Enriching a child’s knowledge and understanding, serving as a guide in learning new things in school, and preparing children for their future career are just some of the things you can expect from a teacher.
Deputy Headteacher Ruth Clarkson of of Lansbury Bridge School & Sports College in St. Helens, England did all those things – and much more.
When the 11-year old student Ben Twist did not pass his exam — his SATs, you might expect him to feel down, as any other child would if they failed an exam. But Mrs. Clarkson made sure that didn’t happen.
Ben was diagnosed with autism when he was just five. But his condition was not a hindrance for him – as a matter of fact, he was the only student in their school who attempted to take the SATs that year.

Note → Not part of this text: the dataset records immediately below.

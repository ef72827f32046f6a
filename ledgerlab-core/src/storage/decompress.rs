//! Decompression of partition objects.
//!
//! Partition objects arrive block-compressed; the codec is opaque to the
//! pipeline and only needs to turn a byte stream into a text stream.

use flate2::read::GzDecoder;
use serde::{Deserialize, Serialize};
use std::io::Read;

/// Turns a raw object stream into its decoded stream.
pub trait Decompressor: Send + Sync {
    fn name(&self) -> &str;

    fn decode(&self, input: Box<dyn Read>) -> Box<dyn Read>;
}

/// Objects that are stored uncompressed.
#[derive(Debug, Clone, Copy, Default)]
pub struct Passthrough;

impl Decompressor for Passthrough {
    fn name(&self) -> &str {
        "none"
    }

    fn decode(&self, input: Box<dyn Read>) -> Box<dyn Read> {
        input
    }
}

/// Gzip-compressed objects.
#[derive(Debug, Clone, Copy, Default)]
pub struct Gzip;

impl Decompressor for Gzip {
    fn name(&self) -> &str {
        "gzip"
    }

    fn decode(&self, input: Box<dyn Read>) -> Box<dyn Read> {
        Box::new(GzDecoder::new(input))
    }
}

/// Configured codec for partition objects.
#[derive(Debug, Clone, Copy, PartialEq, Eq, Default, Serialize, Deserialize)]
#[serde(rename_all = "lowercase")]
pub enum Compression {
    #[default]
    None,
    Gzip,
}

impl Compression {
    pub fn decompressor(self) -> Box<dyn Decompressor> {
        match self {
            Compression::None => Box::new(Passthrough),
            Compression::Gzip => Box::new(Gzip),
        }
    }
}
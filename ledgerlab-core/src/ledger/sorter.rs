//! Ledger Sorter: chronological reorder with running-total recomputation.

use super::{LedgerError, ParseFailure};
use crate::codec::{split_fields, HeaderMap};
use std::fs;
use std::io::{self, Write};
use std::path::{Path, PathBuf};
use tracing::{error, info};

const TIME_COLUMN: &str = "PlaceDateTime";
const PROFIT_COLUMN: &str = "Profit";
const DEFAULT_TIME_INDEX: usize = 0;
const DEFAULT_PROFIT_INDEX: usize = 3;

#[derive(Debug, Clone, Copy, PartialEq, Eq)]
pub enum SortOutcome {
    Sorted { rows: usize },
    /// Nothing to reorder; the file was not rewritten.
    Untouched,
}

#[derive(Debug, Clone, Default, PartialEq, Eq)]
pub struct SortSummary {
    pub sorted: usize,
    pub untouched: usize,
    pub failed: Vec<PathBuf>,
}

/// Sort data lines by the placement-time field and recompute the running
/// total column (the one right after `Profit`).
///
/// Ordering compares the raw field text and is stable. Rows without the time
/// field sort after every row that has it. Blank lines are dropped. Rows too
/// short to carry a profit, or carrying a profit but no running-total field,
/// are passed through unchanged. A total that overflows fails the whole set.
pub fn sort_lines<S: AsRef<str>>(header: &str, lines: &[S]) -> Result<Vec<String>, ParseFailure> {
    let map = HeaderMap::parse(header);
    let time_idx = map.get(TIME_COLUMN).unwrap_or(DEFAULT_TIME_INDEX);
    let profit_idx = map.get(PROFIT_COLUMN).unwrap_or(DEFAULT_PROFIT_INDEX);

    let mut rows: Vec<&str> = lines
        .iter()
        .map(AsRef::as_ref)
        .filter(|l| !l.trim().is_empty())
        .collect();
    rows.sort_by_cached_key(|line| {
        let field = split_fields(line).get(time_idx).map(|f| f.to_string());
        (field.is_none(), field)
    });

    let mut running: i64 = 0;
    let mut out = Vec::with_capacity(rows.len());
    for line in rows {
        let mut fields: Vec<String> = split_fields(line).into_iter().map(str::to_string).collect();
        let Some(profit) = fields.get(profit_idx) else {
            out.push(line.to_string());
            continue;
        };
        let profit: i64 = profit
            .trim()
            .parse()
            .map_err(|e| ParseFailure::new(line, format!("{PROFIT_COLUMN}: {e}")))?;
        running = running
            .checked_add(profit)
            .ok_or_else(|| ParseFailure::new(line, "running total overflow"))?;
        match fields.get_mut(profit_idx + 1) {
            Some(total) => {
                *total = running.to_string();
                out.push(fields.join(","));
            }
            None => out.push(line.to_string()),
        }
    }
    Ok(out)
}

/// Sort one ledger file in place.
///
/// Files with at most one data line are left alone. On a parse failure the
/// file is not modified.
pub fn sort_ledger_file(path: &Path) -> Result<SortOutcome, LedgerError> {
    let content = fs::read_to_string(path)?;
    let mut lines = content.lines();
    let Some(header) = lines.next() else {
        return Ok(SortOutcome::Untouched);
    };
    let data: Vec<&str> = lines.filter(|l| !l.trim().is_empty()).collect();
    if data.len() <= 1 {
        return Ok(SortOutcome::Untouched);
    }

    let sorted = sort_lines(header, &data)?;
    rewrite(path, header, &sorted)?;
    Ok(SortOutcome::Sorted { rows: sorted.len() })
}

fn rewrite(path: &Path, header: &str, rows: &[String]) -> io::Result<()> {
    let dir = path.parent().unwrap_or_else(|| Path::new("."));
    let mut tmp = tempfile::NamedTempFile::new_in(dir)?;
    {
        let mut writer = io::BufWriter::new(tmp.as_file_mut());
        writeln!(writer, "{header}")?;
        for row in rows {
            writeln!(writer, "{row}")?;
        }
        writer.flush()?;
    }
    tmp.persist(path).map_err(|e| e.error)?;
    Ok(())
}

/// Sort every regular file in `dir`. Per-file failures are logged and
/// collected; only failing to read the directory is an error.
pub fn sort_ledger_dir(dir: &Path) -> io::Result<SortSummary> {
    let mut paths: Vec<PathBuf> = fs::read_dir(dir)?
        .filter_map(|entry| entry.ok())
        .map(|entry| entry.path())
        .filter(|p| p.is_file())
        .collect();
    paths.sort();

    let mut summary = SortSummary::default();
    for path in paths {
        match sort_ledger_file(&path) {
            Ok(SortOutcome::Sorted { .. }) => summary.sorted += 1,
            Ok(SortOutcome::Untouched) => summary.untouched += 1,
            Err(e) => {
                error!(file = %path.display(), error = %e, "failed to sort ledger");
                summary.failed.push(path);
            }
        }
    }
    info!(
        dir = %dir.display(),
        sorted = summary.sorted,
        untouched = summary.untouched,
        failed = summary.failed.len(),
        "ledger sort complete"
    );
    Ok(summary)
}
//! Drawdown analysis of one trader across partition data files.
//!
//! Walks the trader's trades in partition order, tracking cumulative profit
//! against its running peak and trough. Each time the maximum drawdown or
//! maximum melt-up grows, one timeline point is recorded.

use anyhow::{Context, Result};
use chrono::DateTime;
use ledgerlab_core::codec::{split_fields, validate_header, HeaderMap, TraderIdColumn};
use ledgerlab_core::ledger::{tick_profit, Direction, LEDGER_TIME_FORMAT};
use ledgerlab_core::storage::Decompressor;
use serde::{Deserialize, Serialize};
use std::fs::File;
use std::io::{BufRead, BufReader};
use std::path::{Path, PathBuf};
use tracing::{info, warn};

use crate::ledgers::order_by_partition;

/// Timeline row, written as `PlaceDateTime,MaxDrawdown,MaxMeltUp`.
#[derive(Debug, Clone, PartialEq, Eq, Serialize, Deserialize)]
pub struct DrawdownPoint {
    #[serde(rename = "PlaceDateTime")]
    pub placed_at: String,
    #[serde(rename = "MaxDrawdown")]
    pub max_drawdown: i64,
    #[serde(rename = "MaxMeltUp")]
    pub max_melt_up: i64,
}

/// Running statistics for one trader.
#[derive(Debug, Clone, Default, PartialEq, Eq, Serialize, Deserialize)]
pub struct DrawdownReport {
    pub trader_id: String,
    pub trades: u64,
    pub cumulative_profit: i64,
    pub peak: i64,
    pub trough: i64,
    /// Largest fall from a peak, in ticks.
    pub max_drawdown: i64,
    /// Largest rise from a trough, in ticks.
    pub max_melt_up: i64,
    pub wins: u64,
    pub losses: u64,
    pub max_consecutive_wins: u64,
    pub max_consecutive_losses: u64,
    pub max_consecutive_stopped: u64,
    pub max_consecutive_limit: u64,
    pub timeline: Vec<DrawdownPoint>,

    #[serde(skip)]
    consecutive_wins: u64,
    #[serde(skip)]
    consecutive_losses: u64,
    #[serde(skip)]
    consecutive_stopped: u64,
    #[serde(skip)]
    consecutive_limit: u64,
}

impl DrawdownReport {
    pub fn new(trader_id: impl Into<String>) -> Self {
        Self {
            trader_id: trader_id.into(),
            ..Self::default()
        }
    }

    /// Fold one trade into the statistics.
    pub fn record(&mut self, placed_at: &str, tick: i64, state: &str) {
        self.trades += 1;
        self.cumulative_profit = self.cumulative_profit.saturating_add(tick);
        self.peak = self.peak.max(self.cumulative_profit);
        self.trough = self.trough.min(self.cumulative_profit);

        let drawdown = self.peak.saturating_sub(self.cumulative_profit);
        let melt_up = self.cumulative_profit.saturating_sub(self.trough);
        let mut changed = false;
        if drawdown > self.max_drawdown {
            self.max_drawdown = drawdown;
            changed = true;
        }
        if melt_up > self.max_melt_up {
            self.max_melt_up = melt_up;
            changed = true;
        }
        if changed {
            self.timeline.push(DrawdownPoint {
                placed_at: placed_at.to_string(),
                max_drawdown: self.max_drawdown,
                max_melt_up: self.max_melt_up,
            });
        }

        if tick > 0 {
            self.wins += 1;
            self.consecutive_wins += 1;
            self.consecutive_losses = 0;
        } else {
            self.losses += 1;
            self.consecutive_losses += 1;
            self.consecutive_wins = 0;
        }
        self.max_consecutive_wins = self.max_consecutive_wins.max(self.consecutive_wins);
        self.max_consecutive_losses = self.max_consecutive_losses.max(self.consecutive_losses);

        match state {
            "STOPPED" => {
                self.consecutive_stopped += 1;
                self.max_consecutive_stopped = self.max_consecutive_stopped.max(self.consecutive_stopped);
            }
            "LIMIT" => {
                self.consecutive_limit += 1;
                self.max_consecutive_limit = self.max_consecutive_limit.max(self.consecutive_limit);
            }
            _ => {
                self.consecutive_stopped = 0;
                self.consecutive_limit = 0;
            }
        }
    }
}

/// Analyse `trader_id` over `files`, read in partition-index order.
///
/// Files whose header does not match the layout, and lines that do not
/// parse, are skipped with a warning.
pub fn analyze_trader(
    trader_id: &str,
    files: &[PathBuf],
    decompressor: &dyn Decompressor,
    column: TraderIdColumn,
    direction: Direction,
) -> Result<DrawdownReport> {
    let header = HeaderMap::parse(column.raw_header());
    let idx = |name: &str| header.index_of(name);
    let (trader_idx, placed_idx, state_idx, filled_idx, exit_idx) = (
        idx("traderId")?,
        idx("placedDateTime")?,
        idx("state")?,
        idx("filledPrice")?,
        idx("exitPrice")?,
    );

    let mut report = DrawdownReport::new(trader_id);
    for path in order_by_partition(files) {
        info!(file = %path.display(), "scanning data file");
        let file = File::open(&path).with_context(|| format!("opening {}", path.display()))?;
        let mut lines = BufReader::new(decompressor.decode(Box::new(file))).lines();

        let first = lines.next().transpose()?.unwrap_or_default();
        if let Err(e) = validate_header(&first, column.raw_header()) {
            warn!(file = %path.display(), error = %e, "skipping data file");
            continue;
        }

        for line in lines {
            let line = line?;
            let fields = split_fields(&line);
            if fields.get(trader_idx).map(|f| f.trim()) != Some(trader_id) {
                continue;
            }
            let parsed = (|| {
                let int = |i: usize| fields.get(i)?.trim().parse::<i64>().ok();
                let placed = DateTime::from_timestamp(int(placed_idx)?, 0)?;
                Some((
                    placed.format(LEDGER_TIME_FORMAT).to_string(),
                    tick_profit(int(filled_idx)?, int(exit_idx)?, direction)?,
                    fields.get(state_idx)?.trim(),
                ))
            })();
            match parsed {
                Some((placed_at, tick, state)) => report.record(&placed_at, tick, state),
                None => warn!(line = %line, "skipping unparseable trade line"),
            }
        }
    }

    info!(
        trader_id,
        trades = report.trades,
        max_drawdown = report.max_drawdown,
        max_melt_up = report.max_melt_up,
        wins = report.wins,
        losses = report.losses,
        max_consecutive_stopped = report.max_consecutive_stopped,
        max_consecutive_limit = report.max_consecutive_limit,
        "drawdown analysis complete"
    );
    Ok(report)
}

/// Write the timeline as CSV.
pub fn write_timeline(report: &DrawdownReport, path: &Path) -> Result<()> {
    let mut writer = csv::Writer::from_path(path)
        .with_context(|| format!("creating {}", path.display()))?;
    if report.timeline.is_empty() {
        writer.write_record(["PlaceDateTime", "MaxDrawdown", "MaxMeltUp"])?;
    }
    for point in &report.timeline {
        writer.serialize(point)?;
    }
    writer.flush()?;
    Ok(())
}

Unfortunately, Ben didn’t pass the exam, and when the results came in, Mrs. Clarkson penned a letter for Ben that moved his mother, Gail, to tears.
Gail was extremely touched by the letter that she posted it on her twitter account:
Among the beautiful words Mrs. Clarkson wrote were: “These tests only measure a little bit of you and your abilities.” The teacher also listed all of Ben’s best abilities.
Mrs. Clarkson’s act of kindness spread so quickly that some local news stations even featured the heartwarming story. When Liverpool Echo interviewed Gail, she said: “Ben is sensitive and he does worry about things, and I wish more schools did things like this.”
She even said that Ben has really improved since they moved him to the Lansbury Bridge School & Sports College from a mainstream school. He now looked forward to going to school and has made friends.
And, it seems that writing touching letters to students is something that Mrs. Clarkson is used to doing. According to Headteacher Jane Grecic, she has also written a similar letter to another student a year before Ben’s story became viral.
Gail agreed with the things Mrs. Clarkson said about Ben in her letter, saying:
“He is all of the things they wrote about him – he is an amazing person. I think their words will stay with him if we keep reminding him what they said about him. When I told him he said: ‘Wow, do they really think all those things about me?’ It’s just a beautiful thing to do.”
As per Gail, Ben couldn’t believe that they really thought that about him and said it was awesome:
Instead of focusing on all the things that went wrong, Mrs. Clarkson chose to look at all the good things Ben did. And, as a result, she completely turned what could have been a bad news into a good news.
Maybe some of us can even learn a thing or two from Mrs. Clarkson’s words and remember them whenever we experience failures. We should keep in mind that these tests only measure a little bit of us and our abilities.
We shouldn’t let our failures define us – rather, we must look at the things that make us beautiful and things that make us special.